About the desynchronization/synchronization of dynamical systems. Applications to complex systems

Date
2014/01/24 Fri 14:00 - 17:00
Room
6号館609号室
Speaker
Camille Poignard
Affiliation
Osaka University Graduate School of Engineering Science
Abstract

This talk will be divided in two parts, respectively on the desynchronization and synchronization of systems. The entire talk will last around 2 hours.
1) Inducing chaos in a gene regulatory network by coupling an oscillating dynamics with a hysteresis-type one. In this first part we deal (under the biological viewpoint) with the desynchronization of stable systems, which consists in inducing chaos in them. We study this problem on a gene regulatory network called V-system, modeled by a differential system with 4 equations and 17 parameters, invented in order to couple in a very simple way, a Hopf bifurcation and a Hysteresis-type dynamics. After having proved that a vector field on R^n admitting such a coupling may (under some generic conditions) presents a Horseshoe-type dynamics, we give a set of parameters for which the associated V-system satisfies these conditions and show numerically that the mechanism responsible of the chaotic motion occurs in this system.
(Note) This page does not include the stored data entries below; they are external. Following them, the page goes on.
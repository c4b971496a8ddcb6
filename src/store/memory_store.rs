//! In-memory `Store` implementation, used by handler and session unit
//! tests in place of a `sled`-backed database.

use super::{resolve_range, Store};
use anyhow::Result;
use std::{
    collections::{BTreeMap, HashMap, HashSet},
    sync::Mutex,
};

#[derive(Default)]
struct Tables {
    sets: HashMap<String, HashSet<String>>,
    lists: HashMap<String, Vec<String>>,
    zsets: HashMap<String, BTreeMap<String, i64>>,
    strings: HashMap<String, String>,
}

/// A `Store` backed entirely by in-process collections.
#[derive(Default)]
pub struct MemoryStore {
    tables: Mutex<Tables>,
}

impl MemoryStore {
    pub fn new() -> Self {
        Self::default()
    }

    fn sorted_zset(zset: &BTreeMap<String, i64>) -> Vec<String> {
        let mut members: Vec<_> = zset.iter().map(|(m, s)| (m.clone(), *s)).collect();
        members.sort_by(|a, b| a.1.cmp(&b.1).then_with(|| a.0.cmp(&b.0)));
        members.into_iter().map(|(m, _)| m).collect()
    }
}

impl Store for MemoryStore {
    fn set_add(&self, key: &str, member: &str) -> Result<bool> {
        let mut t = self.tables.lock().unwrap();
        Ok(t.sets.entry(key.to_string()).or_default().insert(member.to_string()))
    }

    fn set_is_member(&self, key: &str, member: &str) -> Result<bool> {
        let t = self.tables.lock().unwrap();
        Ok(t.sets.get(key).map_or(false, |s| s.contains(member)))
    }

    fn set_members(&self, key: &str) -> Result<Vec<String>> {
        let t = self.tables.lock().unwrap();
        Ok(t.sets.get(key).map_or_else(Vec::new, |s| s.iter().cloned().collect()))
    }

    fn set_diff(&self, a: &str, b: &str) -> Result<Vec<String>> {
        let t = self.tables.lock().unwrap();
        let empty = HashSet::new();
        let sa = t.sets.get(a).unwrap_or(&empty);
        let sb = t.sets.get(b).unwrap_or(&empty);
        Ok(sa.difference(sb).cloned().collect())
    }

    fn set_remove(&self, key: &str, member: &str) -> Result<bool> {
        let mut t = self.tables.lock().unwrap();
        Ok(t.sets.get_mut(key).map_or(false, |s| s.remove(member)))
    }

    fn string_get(&self, key: &str) -> Result<Option<String>> {
        let t = self.tables.lock().unwrap();
        Ok(t.strings.get(key).cloned())
    }

    fn string_set(&self, key: &str, value: &str) -> Result<()> {
        let mut t = self.tables.lock().unwrap();
        t.strings.insert(key.to_string(), value.to_string());
        Ok(())
    }

    fn key_delete(&self, keys: &[&str]) -> Result<()> {
        let mut t = self.tables.lock().unwrap();
        for key in keys {
            t.sets.remove(*key);
            t.lists.remove(*key);
            t.zsets.remove(*key);
            t.strings.remove(*key);
        }
        Ok(())
    }

    fn list_push_right(&self, key: &str, elems: &[&str]) -> Result<()> {
        let mut t = self.tables.lock().unwrap();
        let list = t.lists.entry(key.to_string()).or_default();
        list.extend(elems.iter().map(|e| e.to_string()));
        Ok(())
    }

    fn list_range(&self, key: &str, start: i64, stop: i64) -> Result<Vec<String>> {
        let t = self.tables.lock().unwrap();
        let list = match t.lists.get(key) {
            Some(l) => l,
            None => return Ok(vec![]),
        };
        let (s, e) = resolve_range(list.len(), start, stop);
        Ok(list[s..e].to_vec())
    }

    fn list_set(&self, key: &str, index: i64, value: &str) -> Result<()> {
        let mut t = self.tables.lock().unwrap();
        if let Some(list) = t.lists.get_mut(key) {
            if index >= 0 && (index as usize) < list.len() {
                list[index as usize] = value.to_string();
            }
        }
        Ok(())
    }

    fn list_remove(&self, key: &str, count: i64, value: &str) -> Result<i64> {
        let mut t = self.tables.lock().unwrap();
        let list = match t.lists.get_mut(key) {
            Some(l) => l,
            None => return Ok(0),
        };
        let limit = if count <= 0 { usize::MAX } else { count as usize };
        let mut removed = 0i64;
        let mut kept = Vec::with_capacity(list.len());
        for item in list.drain(..) {
            if item == value && (removed as usize) < limit {
                removed += 1;
            } else {
                kept.push(item);
            }
        }
        *list = kept;
        Ok(removed)
    }

    fn zset_add(&self, key: &str, score: i64, member: &str) -> Result<bool> {
        let mut t = self.tables.lock().unwrap();
        let zset = t.zsets.entry(key.to_string()).or_default();
        Ok(zset.insert(member.to_string(), score).is_none())
    }

    fn zset_range(&self, key: &str, start: i64, stop: i64) -> Result<Vec<String>> {
        let t = self.tables.lock().unwrap();
        let zset = match t.zsets.get(key) {
            Some(z) => z,
            None => return Ok(vec![]),
        };
        let members = Self::sorted_zset(zset);
        let (s, e) = resolve_range(members.len(), start, stop);
        Ok(members[s..e].to_vec())
    }

    fn zset_rank(&self, key: &str, member: &str) -> Result<Option<i64>> {
        let t = self.tables.lock().unwrap();
        let zset = match t.zsets.get(key) {
            Some(z) => z,
            None => return Ok(None),
        };
        Ok(Self::sorted_zset(zset)
            .iter()
            .position(|m| m == member)
            .map(|p| p as i64))
    }

    fn zset_remove(&self, key: &str, member: &str) -> Result<bool> {
        let mut t = self.tables.lock().unwrap();
        Ok(t.zsets.get_mut(key).map_or(false, |z| z.remove(member).is_some()))
    }
}

#[cfg(test)]
mod tests {
    use super::*;
    use crate::store::{MEMBER_SCORE, OWNER_SCORE};

    #[test]
    fn set_roundtrip() -> Result<()> {
        let s = MemoryStore::new();
        assert!(s.set_add("Chatroom", "alice")?);
        assert!(!s.set_add("Chatroom", "alice")?);
        assert!(s.set_is_member("Chatroom", "alice")?);
        assert!(s.set_remove("Chatroom", "alice")?);
        assert!(!s.set_is_member("Chatroom", "alice")?);
        Ok(())
    }

    #[test]
    fn set_diff_offline_users() -> Result<()> {
        let s = MemoryStore::new();
        s.set_add("Chatroom", "alice")?;
        s.set_add("Chatroom", "bob")?;
        s.set_add("Chatroom.online", "alice")?;
        let offline = s.set_diff("Chatroom", "Chatroom.online")?;
        assert_eq!(offline, vec!["bob".to_string()]);
        Ok(())
    }

    #[test]
    fn zset_owner_is_rank_zero() -> Result<()> {
        let s = MemoryStore::new();
        s.zset_add("dev", OWNER_SCORE, "alice")?;
        s.zset_add("dev", MEMBER_SCORE, "bob")?;
        assert_eq!(s.zset_range("dev", 0, 0)?, vec!["alice".to_string()]);
        assert_eq!(s.zset_rank("dev", "bob")?, Some(1));
        Ok(())
    }

    #[test]
    fn list_remove_sentinel() -> Result<()> {
        let s = MemoryStore::new();
        s.list_push_right("bob.mail", &["2024-01-01", "10:00:00", "alice", "hi"])?;
        s.list_set("bob.mail", 3, "__deleted__")?;
        s.list_set("bob.mail", 2, "__deleted__")?;
        s.list_set("bob.mail", 1, "__deleted__")?;
        s.list_set("bob.mail", 0, "__deleted__")?;
        let removed = s.list_remove("bob.mail", 4, "__deleted__")?;
        assert_eq!(removed, 4);
        assert!(s.list_range("bob.mail", 0, -1)?.is_empty());
        Ok(())
    }
}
2)Discrete synchronization of hierarchically organized dynamical systems. In this second part, i will present the synchronization of an infinite number of systems in the discrete setting. We first define a hierarchical structure for a set of 2^n systems by a matrix representing the steps of a matching process in groups of size two. This leads us naturally to the case of a Cantor set of systems, for which we obtain a global synchronization result generalizing the finite case. Then, we deal with the situation where some defects appear in the hierarchy, that is to say when some links between certain systems are broken. We prove we can afford an infinite number of such broken links while keeping a local synchronization, providing they are only present at the first N stages of the hierarchy (for a fixed integer N) and they are enough spaced out in these stages.